▸ EXERCISE GOAL
The records are to be reproduced verbatim.

▸ PROVIDED INFORMATION

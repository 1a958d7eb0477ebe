//! Algorithmic engines.
//!
//! - [`shortest_path`] - Dijkstra, path reconstruction, nearest-target selection
//! - [`knapsack`] - 0/1 knapsack and sequential multi-container allocation
//! - [`fractional`] - Greedy fractional knapsack with indivisible items
//! - [`coloring`] - First-fit greedy vertex coloring
//!
//! ## Usage
//!
//! ```
//! use algolab_common::VertexId;
//! use algolab_core::Graph;
//! use algolab_core::algorithms::{dijkstra, reconstruct_path};
//!
//! let mut g = Graph::new(3);
//! g.add_edge(VertexId::new(0), VertexId::new(1), 1.0)?;
//! g.add_edge(VertexId::new(1), VertexId::new(2), 2.0)?;
//!
//! let res = dijkstra(&g, VertexId::new(0))?;
//! assert_eq!(res.distance(VertexId::new(2)), Some(3.0));
//! assert_eq!(reconstruct_path(&res, VertexId::new(0), VertexId::new(2)).len(), 3);
//! # Ok::<(), algolab_common::Error>(())
//! ```

pub mod coloring;
pub mod fractional;
pub mod knapsack;
pub mod shortest_path;

pub use coloring::{Coloring, greedy_coloring};
pub use fractional::{FractionalItem, FractionalPlan, Take, TakeOutcome, fill_fractional};
pub use knapsack::{
    KnapsackItem, KnapsackSolution, allocate, apply_critical_bonus, knapsack01,
};
pub use shortest_path::{
    DijkstraResult, dijkstra, dijkstra_with_epsilon, find_nearest, path_weight, reconstruct_path,
};
//! Ambulance routing command.
//!
//! Runs a fixed scenario on a nine-junction road network: route from the
//! depot to the nearest hospital, jam the road between junctions 3 and 4,
//! route again, clear the jam, route a third time.

use std::path::Path;

use algolab_adapters::export::export_dot;
use algolab_common::VertexId;
use algolab_core::algorithms::{dijkstra_with_epsilon, find_nearest, reconstruct_path};
use algolab_core::{Config, Edge, Graph};
use anyhow::{Context, Result};
use serde::Serialize;

use crate::OutputFormat;
use crate::output::{self, Format};

const JUNCTIONS: usize = 9;
const DEPOT: u32 = 0;
const HOSPITALS: [u32; 2] = [6, 8];
const JAM: (u32, u32) = (3, 4);
const NORMAL_MINUTES: f64 = 2.0;
const JAMMED_MINUTES: f64 = 40.0;

/// Two-way roads with travel times in minutes.
const ROADS: [(u32, u32, f64); 13] = [
    (0, 1, 4.0),
    (0, 2, 2.0),
    (1, 2, 1.0),
    (1, 3, 5.0),
    (2, 3, 8.0),
    (2, 4, 10.0),
    (3, 4, NORMAL_MINUTES),
    (3, 5, 6.0),
    (4, 6, 3.0),
    (5, 6, 1.0),
    (5, 7, 2.0),
    (6, 8, 7.0),
    (7, 8, 3.0),
];

#[derive(Serialize)]
struct PhaseOutput {
    phase: &'static str,
    hospital: Option<VertexId>,
    minutes: Option<f64>,
    route: Vec<VertexId>,
    roads_from_jam: Vec<Edge>,
    dot_file: Option<String>,
}

/// Builds the road network.
pub fn city() -> Result<Graph> {
    let roads = ROADS
        .iter()
        .map(|&(u, v, w)| (VertexId::new(u), VertexId::new(v), w));
    Ok(Graph::from_undirected(JUNCTIONS, roads)?)
}

fn set_jam(graph: &mut Graph, minutes: f64) -> Result<()> {
    let (a, b) = (VertexId::new(JAM.0), VertexId::new(JAM.1));
    let forward = graph.update_edge(a, b, minutes)?;
    let reverse = graph.update_edge(b, a, minutes)?;
    if !(forward && reverse) {
        tracing::warn!(forward, reverse, "road {a}-{b} not found in both directions");
    }
    Ok(())
}

fn route(
    graph: &Graph,
    phase: &'static str,
    dot_dir: Option<&Path>,
    config: &Config,
) -> Result<PhaseOutput> {
    let depot = VertexId::new(DEPOT);
    let hospitals = HOSPITALS.map(VertexId::new);

    let res = dijkstra_with_epsilon(graph, depot, config.relaxation_epsilon)?;
    let hospital = find_nearest(&res, &hospitals);
    let route = hospital
        .map(|h| reconstruct_path(&res, depot, h))
        .unwrap_or_default();
    let minutes = hospital.and_then(|h| res.distance(h));

    let roads_from_jam = graph.edges_from(VertexId::new(JAM.0))?.to_vec();
    tracing::debug!(phase, edges = ?roads_from_jam, "roads leaving junction {}", JAM.0);

    let dot_file = match dot_dir {
        Some(dir) => {
            let file = dir.join(format!("smart_traffic_{phase}.dot"));
            export_dot(&file, graph, &route)
                .with_context(|| format!("writing {}", file.display()))?;
            Some(file.display().to_string())
        }
        None => None,
    };

    Ok(PhaseOutput {
        phase,
        hospital,
        minutes,
        route,
        roads_from_jam,
        dot_file,
    })
}

/// Run the traffic command.
pub fn run(dot_dir: Option<&Path>, config: &Config, format: OutputFormat, quiet: bool) -> Result<()> {
    if let Some(dir) = dot_dir {
        std::fs::create_dir_all(dir).with_context(|| format!("creating {}", dir.display()))?;
    }

    let mut graph = city()?;
    let mut phases = Vec::with_capacity(3);

    phases.push(route(&graph, "initial", dot_dir, config)?);
    set_jam(&mut graph, JAMMED_MINUTES)?;
    phases.push(route(&graph, "after_update", dot_dir, config)?);
    set_jam(&mut graph, NORMAL_MINUTES)?;
    phases.push(route(&graph, "after_clear", dot_dir, config)?);

    let fmt: Format = format.into();
    match fmt {
        Format::Json => output::print_json(&phases, quiet)?,
        Format::Table => {
            let mut table = output::create_table();
            output::add_header(&mut table, &["Phase", "Hospital", "Minutes", "Route"]);
            for phase in &phases {
                let route = phase
                    .route
                    .iter()
                    .map(ToString::to_string)
                    .collect::<Vec<_>>()
                    .join(" -> ");
                table.add_row(vec![
                    phase.phase.replace('_', " "),
                    phase.hospital.map_or_else(|| "none".to_string(), |h| h.to_string()),
                    phase.minutes.map_or_else(|| "-".to_string(), |m| format!("{m:.2}")),
                    if route.is_empty() { "unreachable".to_string() } else { route },
                ]);
            }
            output::print_table(&table, quiet);
            for file in phases.iter().filter_map(|p| p.dot_file.as_deref()) {
                output::success(&format!("Wrote {file}"), quiet);
            }
        }
    }

    Ok(())
}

▸ OUTPUT FOR THIS TASK
repository 1a958d7eb0477ebe
//! Algorithmic engines.
//!
//! - [`shortest_path`] - Dijkstra, path reconstruction, nearest-target selection
//! - [`knapsack`] - 0/1 knapsack and sequential multi-container allocation
//! - [`fractional`] - Greedy fractional knapsack with indivisible items
//! - [`coloring`] - First-fit greedy vertex coloring
//!
//! ## Usage
//!
//! ```
//! use algolab_common::VertexId;
//! use algolab_core::Graph;
//! use algolab_core::algorithms::{dijkstra, reconstruct_path};
//!
//! let mut g = Graph::new(3);
//! g.add_edge(VertexId::new(0), VertexId::new(1), 1.0)?;
//! g.add_edge(VertexId::new(1), VertexId::new(2), 2.0)?;
//!
//! let res = dijkstra(&g, VertexId::new(0))?;
//! assert_eq!(res.distance(VertexId::new(2)), Some(3.0));
//! assert_eq!(reconstruct_path(&res, VertexId::new(0), VertexId::new(2)).len(), 3);
//! # Ok::<(), algolab_common::Error>(())
//! ```

pub mod coloring;
pub mod fractional;
pub mod knapsack;
pub mod shortest_path;

pub use coloring::{Coloring, greedy_coloring};
pub use fractional::{FractionalItem, FractionalPlan, Take, TakeOutcome, fill_fractional};
pub use knapsack::{
    KnapsackItem, KnapsackSolution, allocate, apply_critical_bonus, knapsack01,
};
pub use shortest_path::{
    DijkstraResult, dijkstra, dijkstra_with_epsilon, find_nearest, path_weight, reconstruct_path,
};
//! Ambulance routing command.
//!
//! Runs a fixed scenario on a nine-junction road network: route from the
//! depot to the nearest hospital, jam the road between junctions 3 and 4,
//! route again, clear the jam, route a third time.

use std::path::Path;

use algolab_adapters::export::export_dot;
use algolab_common::VertexId;
use algolab_core::algorithms::{dijkstra_with_epsilon, find_nearest, reconstruct_path};
use algolab_core::{Config, Edge, Graph};
use anyhow::{Context, Result};
use serde::Serialize;

use crate::OutputFormat;
use crate::output::{self, Format};

const JUNCTIONS: usize = 9;
const DEPOT: u32 = 0;
const HOSPITALS: [u32; 2] = [6, 8];
const JAM: (u32, u32) = (3, 4);
const NORMAL_MINUTES: f64 = 2.0;
const JAMMED_MINUTES: f64 = 40.0;

/// Two-way roads with travel times in minutes.
const ROADS: [(u32, u32, f64); 13] = [
    (0, 1, 4.0),
    (0, 2, 2.0),
    (1, 2, 1.0),
    (1, 3, 5.0),
    (2, 3, 8.0),
    (2, 4, 10.0),
    (3, 4, NORMAL_MINUTES),
    (3, 5, 6.0),
    (4, 6, 3.0),
    (5, 6, 1.0),
    (5, 7, 2.0),
    (6, 8, 7.0),
    (7, 8, 3.0),
];

#[derive(Serialize)]
struct PhaseOutput {
    phase: &'static str,
    hospital: Option<VertexId>,
    minutes: Option<f64>,
    route: Vec<VertexId>,
    roads_from_jam: Vec<Edge>,
    dot_file: Option<String>,
}

/// Builds the road network.
pub fn city() -> Result<Graph> {
    let roads = ROADS
        .iter()
        .map(|&(u, v, w)| (VertexId::new(u), VertexId::new(v), w));
    Ok(Graph::from_undirected(JUNCTIONS, roads)?)
}

fn set_jam(graph: &mut Graph, minutes: f64) -> Result<()> {
    let (a, b) = (VertexId::new(JAM.0), VertexId::new(JAM.1));
    let forward = graph.update_edge(a, b, minutes)?;
    let reverse = graph.update_edge(b, a, minutes)?;
    if !(forward && reverse) {
        tracing::warn!(forward, reverse, "road {a}-{b} not found in both directions");
    }
    Ok(())
}

fn route(
    graph: &Graph,
    phase: &'static str,
    dot_dir: Option<&Path>,
    config: &Config,
) -> Result<PhaseOutput> {
    let depot = VertexId::new(DEPOT);
    let hospitals = HOSPITALS.map(VertexId::new);

    let res = dijkstra_with_epsilon(graph, depot, config.relaxation_epsilon)?;
    let hospital = find_nearest(&res, &hospitals);
    let route = hospital
        .map(|h| reconstruct_path(&res, depot, h))
        .unwrap_or_default();
    let minutes = hospital.and_then(|h| res.distance(h));

    let roads_from_jam = graph.edges_from(VertexId::new(JAM.0))?.to_vec();
    tracing::debug!(phase, edges = ?roads_from_jam, "roads leaving junction {}", JAM.0);

    let dot_file = match dot_dir {
        Some(dir) => {
            let file = dir.join(format!("smart_traffic_{phase}.dot"));
            export_dot(&file, graph, &route)
                .with_context(|| format!("writing {}", file.display()))?;
            Some(file.display().to_string())
        }
        None => None,
    };

    Ok(PhaseOutput {
        phase,
        hospital,
        minutes,
        route,
        roads_from_jam,
        dot_file,
    })
}

/// Run the traffic command.
pub fn run(dot_dir: Option<&Path>, config: &Config, format: OutputFormat, quiet: bool) -> Result<()> {
    if let Some(dir) = dot_dir {
        std::fs::create_dir_all(dir).with_context(|| format!("creating {}", dir.display()))?;
    }

    let mut graph = city()?;
    let mut phases = Vec::with_capacity(3);

    phases.push(route(&graph, "initial", dot_dir, config)?);
    set_jam(&mut graph, JAMMED_MINUTES)?;
    phases.push(route(&graph, "after_update", dot_dir, config)?);
    set_jam(&mut graph, NORMAL_MINUTES)?;
    phases.push(route(&graph, "after_clear", dot_dir, config)?);

    let fmt: Format = format.into();
    match fmt {
        Format::Json => output::print_json(&phases, quiet)?,
        Format::Table => {
            let mut table = output::create_table();
            output::add_header(&mut table, &["Phase", "Hospital", "Minutes", "Route"]);
            for phase in &phases {
                let route = phase
                    .route
                    .iter()
                    .map(ToString::to_string)
                    .collect::<Vec<_>>()
                    .join(" -> ");
                table.add_row(vec![
                    phase.phase.replace('_', " "),
                    phase.hospital.map_or_else(|| "none".to_string(), |h| h.to_string()),
                    phase.minutes.map_or_else(|| "-".to_string(), |m| format!("{m:.2}")),
                    if route.is_empty() { "unreachable".to_string() } else { route },
                ]);
            }
            output::print_table(&table, quiet);
            for file in phases.iter().filter_map(|p| p.dot_file.as_deref()) {
                output::success(&format!("Wrote {file}"), quiet);
            }
        }
    }

    Ok(())
}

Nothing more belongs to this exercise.